DIRECTIONS FOR THIS TASK: Locate all lines in the data below that hold "fields" and show them.

TASK MATERIAL:

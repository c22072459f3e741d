use std::path::{Path, PathBuf};
use std::process::{Command, Output};
use std::time::{SystemTime, UNIX_EPOCH};

use serde_json::{Value, json};

fn unique_temp_dir(prefix: &str) -> PathBuf {
    let nanos = SystemTime::now()
        .duration_since(UNIX_EPOCH)
        .expect("system time should be after unix epoch")
        .as_nanos();
    std::env::temp_dir().join(format!("{prefix}-{nanos}"))
}

struct Workspace {
    home_dir: PathBuf,
    cwd: PathBuf,
    source_root: PathBuf,
    out_dir: PathBuf,
}

impl Workspace {
    fn new(prefix: &str) -> Self {
        let temp = unique_temp_dir(prefix);
        let workspace = Self {
            home_dir: temp.join("home"),
            cwd: temp.join("cwd"),
            source_root: temp.join("exports"),
            out_dir: temp.join("tickets"),
        };
        for dir in [
            &workspace.home_dir,
            &workspace.cwd,
            &workspace.source_root,
        ] {
            std::fs::create_dir_all(dir).expect("workspace dir should be creatable");
        }
        workspace
    }

    fn write_incident(&self, relative: &str, record: &Value) -> PathBuf {
        let path = self.source_root.join(relative);
        if let Some(parent) = path.parent() {
            std::fs::create_dir_all(parent).expect("export subdir should be creatable");
        }
        let raw = serde_json::to_string(record).expect("fixture should serialize");
        std::fs::write(&path, raw).expect("export should be writable");
        path
    }

    fn run(&self, args: &[&str]) -> Output {
        Command::new(env!("CARGO_BIN_EXE_ticketdir"))
            .args(["--home-dir"])
            .arg(&self.home_dir)
            .args(["--cwd"])
            .arg(&self.cwd)
            .args(["--out-dir"])
            .arg(&self.out_dir)
            .args(args)
            .output()
            .expect("ticketdir should execute")
    }

    fn build(&self, extra: &[&str]) -> Output {
        let source_root = self.source_root.to_string_lossy().to_string();
        let mut args = vec!["build", "--source-root", source_root.as_str()];
        args.extend_from_slice(extra);
        self.run(&args)
    }
}

fn incident(number: &str, short_description: &str, state: Option<&str>) -> Value {
    let mut fields = json!({
        "short_description": short_description,
        "opened_at": "2023-11-05 14:00:00"
    });
    if let Some(state) = state {
        fields["state"] = json!(state);
    }
    json!({
        "metadata": {"incident_number": number},
        "incident_fields": fields,
        "discussions": {
            "customer_facing_comments": [
                {"created_by": "Pat User", "sys_created_on": "2023-11-05 14:00:00", "text": "Cannot log in."},
                {"created_by": "Jane Doe", "sys_created_on": "2023-11-05 15:00:00", "text": "Password reset sent."}
            ]
        }
    })
}

fn stdout(output: &Output) -> String {
    String::from_utf8_lossy(&output.stdout).to_string()
}

fn stderr(output: &Output) -> String {
    String::from_utf8_lossy(&output.stderr).to_string()
}

fn leftover_rotations(out_dir: &Path) -> Vec<String> {
    let parent = out_dir.parent().expect("out dir should have a parent");
    let prefix = format!(
        "{}.old-",
        out_dir
            .file_name()
            .and_then(|name| name.to_str())
            .expect("utf-8 out dir name")
    );
    std::fs::read_dir(parent)
        .expect("parent should be readable")
        .filter_map(|entry| entry.ok())
        .filter_map(|entry| entry.file_name().to_str().map(str::to_string))
        .filter(|name| name.starts_with(&prefix))
        .collect()
}

#[test]
fn build_writes_archive_and_reports_stages() {
    let workspace = Workspace::new("ticketdir-cli-build");
    workspace.write_incident(
        "2023/INC0000001.json",
        &incident("INC0000001", "Login fails", Some("Resolved")),
    );
    workspace.write_incident(
        "INC0000002.json",
        &incident(
            "INC0000002",
            "Storage Quota Increase Request: m1234",
            Some("Closed"),
        ),
    );
    workspace.write_incident("notes.txt", &json!({"ignored": true}));

    let output = workspace.build(&["--jobs", "2"]);
    assert_eq!(output.status.code(), Some(0), "stderr: {}", stderr(&output));

    let stdout = stdout(&output);
    assert!(stdout.contains("ticketdir: starting `build`"));
    assert!(stdout.contains("build: start"));
    assert!(stdout.contains("build: stage load_rules"));
    assert!(stdout.contains("build: checkpoint rules_loaded"));
    assert!(stdout.contains("build: stage process_tickets"));
    assert!(stdout.contains(
        "build: checkpoint tickets_processed total=2 written=1 skipped=1 failed=0"
    ));
    assert!(stdout.contains("build: skipped reason=storage_quota_increase count=1"));
    assert!(stdout.contains("build: complete"));
    assert!(stdout.contains("ticketdir: completed `build` (exit_code=0)"));
    assert!(stderr(&output).contains("Processed 2/2 tickets"));

    let ticket_dir = workspace.out_dir.join("2023").join("11").join("INC0000001");
    let markdown =
        std::fs::read_to_string(ticket_dir.join("ticket.md")).expect("ticket.md should exist");
    assert!(markdown.starts_with("# INC0000001 - Login fails\n"));
    assert!(!ticket_dir.with_file_name("INC0000002").exists());

    let agents = std::fs::read_to_string(workspace.out_dir.join("AGENTS.md"))
        .expect("AGENTS.md should exist");
    assert!(agents.contains(&workspace.out_dir.display().to_string()));
}

#[test]
fn rebuild_replaces_the_previous_output_tree() {
    let workspace = Workspace::new("ticketdir-cli-rotate");
    workspace.write_incident(
        "INC0000001.json",
        &incident("INC0000001", "Login fails", Some("Resolved")),
    );
    std::fs::create_dir_all(workspace.out_dir.join("stale"))
        .expect("stale dir should be creatable");
    std::fs::write(workspace.out_dir.join("stale").join("old.md"), "old")
        .expect("stale file should be writable");

    let output = workspace.build(&[]);
    assert_eq!(output.status.code(), Some(0), "stderr: {}", stderr(&output));

    assert!(!workspace.out_dir.join("stale").exists());
    assert!(workspace.out_dir.join("AGENTS.md").is_file());
    assert!(
        leftover_rotations(&workspace.out_dir).is_empty(),
        "old output tree should be deleted before exit"
    );
}

#[test]
fn failed_tickets_exit_two_but_the_rest_are_written() {
    let workspace = Workspace::new("ticketdir-cli-failures");
    workspace.write_incident(
        "INC0000001.json",
        &incident("INC0000001", "Login fails", Some("Resolved")),
    );
    workspace.write_incident("INC0000003.json", &incident("INC0000003", "No state", None));

    let output = workspace.build(&[]);
    assert_eq!(output.status.code(), Some(2), "stdout: {}", stdout(&output));

    let stdout = stdout(&output);
    assert!(stdout.contains("written=1 skipped=0 failed=1"));
    let stderr = stderr(&output);
    assert!(stderr.contains("ticketdir: failed `build` (exit_code=2)"));
    assert!(stderr.contains("INC0000003.json [missing_field]: missing required value: status"));

    let ticket_md = workspace.out_dir.join("2023/11/INC0000001/ticket.md");
    assert!(ticket_md.is_file());
    assert!(workspace.out_dir.join("AGENTS.md").is_file());
}

#[test]
fn fail_fast_aborts_with_runtime_exit_code() {
    let workspace = Workspace::new("ticketdir-cli-fail-fast");
    workspace.write_incident("INC0000003.json", &incident("INC0000003", "No state", None));

    let output = workspace.build(&["--fail-fast"]);
    assert_eq!(output.status.code(), Some(1));

    let stderr = stderr(&output);
    assert!(stderr.contains("aborting build"));
    assert!(stderr.contains("missing required value: status"));
    assert!(!workspace.out_dir.join("AGENTS.md").exists());
}

#[test]
fn missing_or_empty_source_root_is_a_runtime_failure() {
    let workspace = Workspace::new("ticketdir-cli-empty");

    let output = workspace.build(&[]);
    assert_eq!(output.status.code(), Some(1));
    assert!(stderr(&output).contains("no JSON files found"));

    let output = workspace.run(&["build", "--source-root", "does/not/exist"]);
    assert_eq!(output.status.code(), Some(1));
    assert!(stderr(&output).contains("source root not found"));
}

#[test]
fn usage_errors_exit_64() {
    let workspace = Workspace::new("ticketdir-cli-usage");

    let output = workspace.run(&["build"]);
    assert_eq!(output.status.code(), Some(64));

    let output = workspace.run(&["build", "--source-root", "x", "--jobs", "0"]);
    assert_eq!(output.status.code(), Some(64));

    let output = workspace.run(&["--help"]);
    assert_eq!(output.status.code(), Some(0));
}

#[test]
fn render_prints_only_markdown_on_stdout() {
    let workspace = Workspace::new("ticketdir-cli-render");
    let input = workspace
        .write_incident(
            "INC0000001.json",
            &incident("INC0000001", "Login fails", Some("Resolved")),
        )
        .to_string_lossy()
        .to_string();

    let output = workspace.run(&["render", input.as_str()]);
    assert_eq!(output.status.code(), Some(0), "stderr: {}", stderr(&output));

    let stdout = stdout(&output);
    assert!(stdout.starts_with("# INC0000001 - Login fails\n"));
    assert!(stdout.ends_with("## Jane Doe\n\nPassword reset sent.\n"));
    assert!(stderr(&output).contains("render: complete"));
    assert!(
        !workspace.out_dir.exists(),
        "render must not write the archive"
    );

    let output = workspace.run(&["render", "--json", input.as_str()]);
    assert_eq!(output.status.code(), Some(0));
    let value: Value =
        serde_json::from_slice(&output.stdout).expect("render --json should print json");
    assert_eq!(value["status"], "Resolved");
    assert_eq!(value["timeline"].as_array().map(Vec::len), Some(2));
}

#[test]
fn render_reports_skips_without_output() {
    let workspace = Workspace::new("ticketdir-cli-render-skip");
    let input = workspace
        .write_incident(
            "INC0000009.json",
            &incident(
                "INC0000009",
                "Ticket from IRIS: New PI Account Request",
                Some("Closed"),
            ),
        )
        .to_string_lossy()
        .to_string();

    let output = workspace.run(&["render", input.as_str()]);
    assert_eq!(output.status.code(), Some(0));
    assert!(output.stdout.is_empty());
    assert!(stderr(&output).contains("render: skipped reason=iris_pi_account_request"));
}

RESPONSE TO THE EXERCISE:
    let mut fields = json!({
        fields["state"] = json!(state);
        "incident_fields": fields,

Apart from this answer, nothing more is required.